Kültür SanatMimarlığı ve sanatı bir araya getiren okul: Bauhaus

Mimarlığı ve sanatı bir araya getiren okul: Bauhaus

30.01.2020 - 07:00 | Son Güncellenme:

Bauhaus tasarım anlayışının çeşitli ülkelerdeki yorumlarına bakan “bauhaus imaginista: Uzaklarda.İstanbul” sergisi Salt Beyoğlu’nda ziyaretçileriyle buluşuyor...

Mimarlığı ve sanatı bir araya getiren okul: Bauhaus

100’üncü yıl dönümü geçen yıl tüm dünyada çeşitli etkinliklerle kutlanan Bauhaus’la ilgili kapsamlı bir sergi önceki gün Salt Beyoğlu’nda açıldı.
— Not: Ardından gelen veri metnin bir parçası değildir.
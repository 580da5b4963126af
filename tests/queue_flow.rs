// SPDX-License-Identifier: MPL-2.0
// This Source Code Form is subject to the terms of the Mozilla Public
// License, v. 2.0. If a copy of the MPL was not distributed with this
// file, You can obtain one at https://mozilla.org/MPL/2.0/.

//! Integration tests for the command queue: single-flight, merging,
//! debounce collapse and failure propagation.

mod common;

use std::sync::Arc;
use std::time::Duration;

use common::FakeDevice;

use climsync::queue::CommandQueue;
use climsync::state::StateDelta;
use climsync::types::{FanSpeed, PowerState, SwingMode};
use climsync::{DeviceCommand, DeviceOption};

fn queue_with(device: &Arc<FakeDevice>) -> CommandQueue {
    CommandQueue::new(device.clone(), Duration::from_millis(500))
}

#[tokio::test]
async fn single_flight_under_concurrent_enqueues() {
    let device = FakeDevice::arc();
    let queue = queue_with(&device);

    // Hold the first batch open inside the client
    let gate = device.gate_next_command();
    let first = queue.enqueue(StateDelta::power(PowerState::On)).unwrap();
    tokio::task::yield_now().await;

    // Both of these arrive while the first is in flight
    let second = queue
        .enqueue(StateDelta {
            swing: Some(SwingMode::Horizontal),
            ..StateDelta::default()
        })
        .unwrap();
    let third = queue
        .enqueue(StateDelta {
            swing: Some(SwingMode::Both),
            ..StateDelta::default()
        })
        .unwrap();

    gate.notify_one();
    first.wait().await.unwrap();
    second.wait().await.unwrap();
    third.wait().await.unwrap();

    // The client never saw two concurrent requests
    assert_eq!(device.max_in_flight(), 1);
    // The two queued submissions merged, last value winning
    assert_eq!(
        device.commands(),
        vec![
            DeviceCommand::PowerOn,
            DeviceCommand::Set(DeviceOption::Swing(SwingMode::Both)),
        ]
    );
}

#[tokio::test]
async fn batches_go_out_in_submission_order() {
    let device = FakeDevice::arc();
    let queue = queue_with(&device);

    let gate = device.gate_next_command();
    let first = queue.enqueue(StateDelta::power(PowerState::On)).unwrap();
    tokio::task::yield_now().await;

    let second = queue
        .enqueue(StateDelta {
            swing: Some(SwingMode::Vertical),
            ..StateDelta::default()
        })
        .unwrap();

    gate.notify_one();
    first.wait().await.unwrap();
    second.wait().await.unwrap();

    assert_eq!(
        device.commands(),
        vec![
            DeviceCommand::PowerOn,
            DeviceCommand::Set(DeviceOption::Swing(SwingMode::Vertical)),
        ]
    );
}

#[tokio::test(start_paused = true)]
async fn rapid_fan_speed_requests_collapse_to_the_last_value() {
    let device = FakeDevice::arc();
    let queue = queue_with(&device);

    // 10% -> Silent, 30% -> Low, 60% -> Medium, all within the window
    for percent in [10, 30, 60] {
        let speed = FanSpeed::from_percent(percent).unwrap();
        queue.enqueue(StateDelta::fan_speed(speed)).unwrap();
    }

    // Sleep past the debounce window so the collapsed batch drains
    tokio::time::sleep(Duration::from_secs(1)).await;

    assert_eq!(
        device.commands(),
        vec![DeviceCommand::Set(DeviceOption::FanSpeed(FanSpeed::Medium))]
    );
}

#[tokio::test(start_paused = true)]
async fn every_debounced_caller_gets_the_batch_outcome() {
    let device = FakeDevice::arc();
    let queue = queue_with(&device);

    let t1 = queue.enqueue(StateDelta::fan_speed(FanSpeed::Low)).unwrap();
    let t2 = queue.enqueue(StateDelta::fan_speed(FanSpeed::High)).unwrap();
    assert_eq!(t1.batch_id(), t2.batch_id());

    t1.wait().await.unwrap();
    t2.wait().await.unwrap();

    assert_eq!(device.commands().len(), 1);
}

#[tokio::test]
async fn failure_rejects_the_batch_but_not_the_queue() {
    let device = FakeDevice::arc();
    let queue = queue_with(&device);

    device.fail_commands(true);
    let failing = queue.enqueue(StateDelta::power(PowerState::On)).unwrap();
    assert!(failing.wait().await.is_err());

    // The in-flight slot is free again; unrelated work proceeds
    device.fail_commands(false);
    let ok = queue.enqueue(StateDelta::power(PowerState::Off)).unwrap();
    ok.wait().await.unwrap();

    assert_eq!(device.commands(), vec![DeviceCommand::PowerOff]);
}

#[tokio::test]
async fn dispose_refuses_new_work_and_cancels_debounce() {
    let device = FakeDevice::arc();
    let queue = queue_with(&device);

    let pending = queue.enqueue(StateDelta::fan_speed(FanSpeed::High)).unwrap();
    queue.dispose();

    assert!(matches!(
        pending.wait().await,
        Err(climsync::Error::QueueDisposed)
    ));
    assert!(matches!(
        queue.enqueue(StateDelta::power(PowerState::On)),
        Err(climsync::Error::QueueDisposed)
    ));
    assert!(device.commands().is_empty());
}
Bauhaus tasarım anlayışının çeşitli ülkelerdeki yorumlarını ziyaretçiye aktarmayı amaçlayan “bahaus imaginista: Uzaklarda.İstanbul” sergisi, bir basın toplantısıyla basın mensuplarına tanıtıldı. Toplantıda konuşan serginin küratörlerinden Grant Watson Bauhaus’un sanatı, tasarımı ve mimarlığı bir araya getiren bir okul olduğunu söyledi. Bauhaus’un kısa tarihini de anlatan Watson şunları söyledi:

“Bauhaus, Birinci Dünya Savaşı’nın ardından 1919 yılında Weimar’da kuruldu. Okulun kurucuları, eğitim sisteminin dönüştürülmesiyle mevcut toplumsal koşulların da iyileştirebileceği fikrini savunuyordu. 1933’te nasyonal sosyalistlerce kapatılmasının ardından birçok üyesi Almanya’dan kaçarak Bauhaus kültürünü Avrupa dışı ülkelere de yaydı. Diktatörlükten dekolonizasyona, Soğuk Savaş mücadelelerinden Bağlantısızlar Hareketi’ne geçen yüzyılın köşe taşı olay ve süreçleri, Bauhaus fikirlerinin yerel koşullara ne şekilde uyarlanıp hayata geçireleceğini tayin etti.”

Mimarlığı ve sanatı bir araya getiren okul: Bauhaus



Farklı coğrafyalara bakış

“bauhaus imaginista”, yeni bir tasarım eğitimi ve üretiminin önünü açan fikirleri Almanya’dan bütün dünyaya yayılan okula güncel bir yorumlama getiriyor. Dört bölümlü bir serginin yanı sıra bir dizi yayın, panel ve sempozyumdan oluşan uluslararası araştırma projesi, SALT Beyoğlu’nda “Uzaklarda” (Moving Away) bölümüyle sunuluyor. Bauhaus anlayışının farklı siyasi ve kültürel bağlamlarda geçirdiği değişimlere odaklanan bu bölüme, “bauhaus imaginista” incelemelerinin derlendiği “Toplu Araştırmalar” ile “Türkiye Tasarım Eğitiminden Örnekler” eşlik ediyor.

“Uzaklarda”, Bauhaus tasarım tartışmalarının 20. yüzyılın ilk yarısında ne gibi sosyopolitik ve jeopolitik koşullar altında biçimlendiğine; söz konusu fikirlerin değişik coğrafyalarda nasıl dönüştürülüp yorumlandığına bakıyor. Sovyetler Birliği, Hindistan, Çin, Tayvan, Kuzey Kore ve Nijerya’ya yerleşen Bauhausçuların üretimlerine yer veren bölüm, tasarımcıların gerek fikirleri gerekse çalışma biçimlerini sürekli uyarlamak zorunda kalmış olduğuna dikkati çekiyor.

Lucia Frei’nın kurgusu

“Uzaklarda” ile diğer üç bölüm üzerine küratöryel incelemeleri, yazılı ve görsel arşiv belgelerini içeren “Toplu Araştırmalar” enstalasyonu, “bauhaus imaginista” projesinin geneline dair katmanlı bir okumaya olanak tanıyor. Sanatçı Luca Frei tarafından hem bir heykel hem de bir sergi mekânı olarak kurgulanan enstalasyonun merkezinde, “bauhaus imaginista” yayınına erişim sağlayan bir bilgisayar istasyonu da sergi alanında konumlanıyor.